JavaScript Task Runners and Bower Components

by | Oct 5, 2015

For this article, I will assume you have, at least, some basic knowledge of what a Task Runner is and how to use them. There are a couple of different flavors out there, including Gulp and Grunt, but for this example, I will be employing Gulp to show you how I use it in my day-to-day tasks of UI design and rapid-prototyping. More importantly, I will show how I use Gulp in accompaniment with Bower to help manage project dependencies.

Gulp-bower in a nutshell

Gulp-bower is a Bower component dependency manager, which automatically downloads and installs your Bower dependencies, found in the project’s bower.json file, directly from the terminal via a Gulp task command.

Use Case

Here at Sourcetoad we often need to hand our work off to another person in the team to either bring it to the final stages or to simply have that team member apply their expertise where needed. For this to work smoothly we prefer our projects to be self-contained, small in file size and shared in a repository. Ideally, we would not want to include all of our Bower dependencies in the repository as it could become very heavy. To help keep file size low, I use the Gulp-bower plugin to make setting up the project and installing dependencies locally, less of a headache.

Let’s Get Started

We start by setting up our gulpFile.js, which begins with this very simple JavaScript snippet.

var gulp = require('gulp');

Next, we will want to add all of our required Gulp plugins, which, in this case we are only using one, the Gulp-bower plugin.

var bower = require('gulp-bower');

We then create our Gulp task, which will find our bower development dependencies found in bower.json, and install them into the default Bower components directory. In this case, the default directory found in ./.bowerrc or ./bower_components when no .bowerrc can be found.

gulp.task('bower', function() {

    return bower()



Alternatively, we might want to install our dependencies into a custom directory, which, can be done by setting up the task like so:

gulp.task('bower', function() {  

    return bower('./my_bower_components')



Notice how all we have to do is pass in our preferred directory to the default bower() function call.

return bower('./my_bower_components')

Finally, we create a custom run script called ‘setup’, which will run the default Bower install command and in turn download and install all of our Bower development dependencies.
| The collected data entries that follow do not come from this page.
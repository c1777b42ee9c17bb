//! Date and instant helpers shared by the classifier and the reminder
//! scheduler. Instants are RFC 3339 strings in storage; calendar dates are
//! `YYYY-MM-DD` with no time-of-day significance.

use crate::error::AppError;
use time::format_description::FormatItem;
use time::format_description::well_known::Rfc3339;
use time::macros::format_description;
use time::{Date, OffsetDateTime, Time, UtcOffset};

pub const DATE_FORMAT: &[FormatItem<'static>] = format_description!("[year]-[month]-[day]");

pub fn local_offset() -> UtcOffset {
    UtcOffset::current_local_offset().unwrap_or(UtcOffset::UTC)
}

pub fn now_local() -> OffsetDateTime {
    OffsetDateTime::now_utc().to_offset(local_offset())
}

pub fn now_rfc3339() -> Result<String, AppError> {
    OffsetDateTime::now_utc()
        .format(&Rfc3339)
        .map_err(|err| AppError::invalid_data(err.to_string()))
}

pub fn parse_instant(raw: &str) -> Result<OffsetDateTime, AppError> {
    OffsetDateTime::parse(raw, &Rfc3339)
        .map_err(|_| AppError::invalid_input("datetime must be RFC3339"))
}

pub fn parse_date(raw: &str) -> Result<Date, AppError> {
    Date::parse(raw, DATE_FORMAT).map_err(|_| AppError::invalid_input("date must be YYYY-MM-DD"))
}

pub fn format_instant(instant: OffsetDateTime) -> Result<String, AppError> {
    instant
        .format(&Rfc3339)
        .map_err(|err| AppError::invalid_data(err.to_string()))
}

pub fn format_date(date: Date) -> Result<String, AppError> {
    date.format(&DATE_FORMAT)
        .map_err(|err| AppError::invalid_data(err.to_string()))
}

/// The given calendar date at `hour:minute` local time, where "local" is the
/// offset carried by the caller's clock. Returns `None` only for components
/// outside the valid range.
pub fn at_time_of_day(
    date: Date,
    hour: u8,
    minute: u8,
    offset: UtcOffset,
) -> Option<OffsetDateTime> {
    let time = Time::from_hms(hour, minute, 0).ok()?;
    Some(date.with_time(time).assume_offset(offset))
}

pub fn whole_days_between(from: Date, to: Date) -> i64 {
    (to - from).whole_days()
}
gulp.task('setup', ['bower']);

In conclusion, to quickly have a project set up and running locally, all we are required to do is install Gulp and the Gulp dependencies included with the project, typically found in the repository readme file, and then run:

$ gulp setup;

So as you might begin to see, using Gulp with Bower components can make working on team projects quicker, faster, and easier to maintain. By managing development dependencies, such as Bower components, with a Task Runner like Gulp we can skip right to the fun part, and get to work.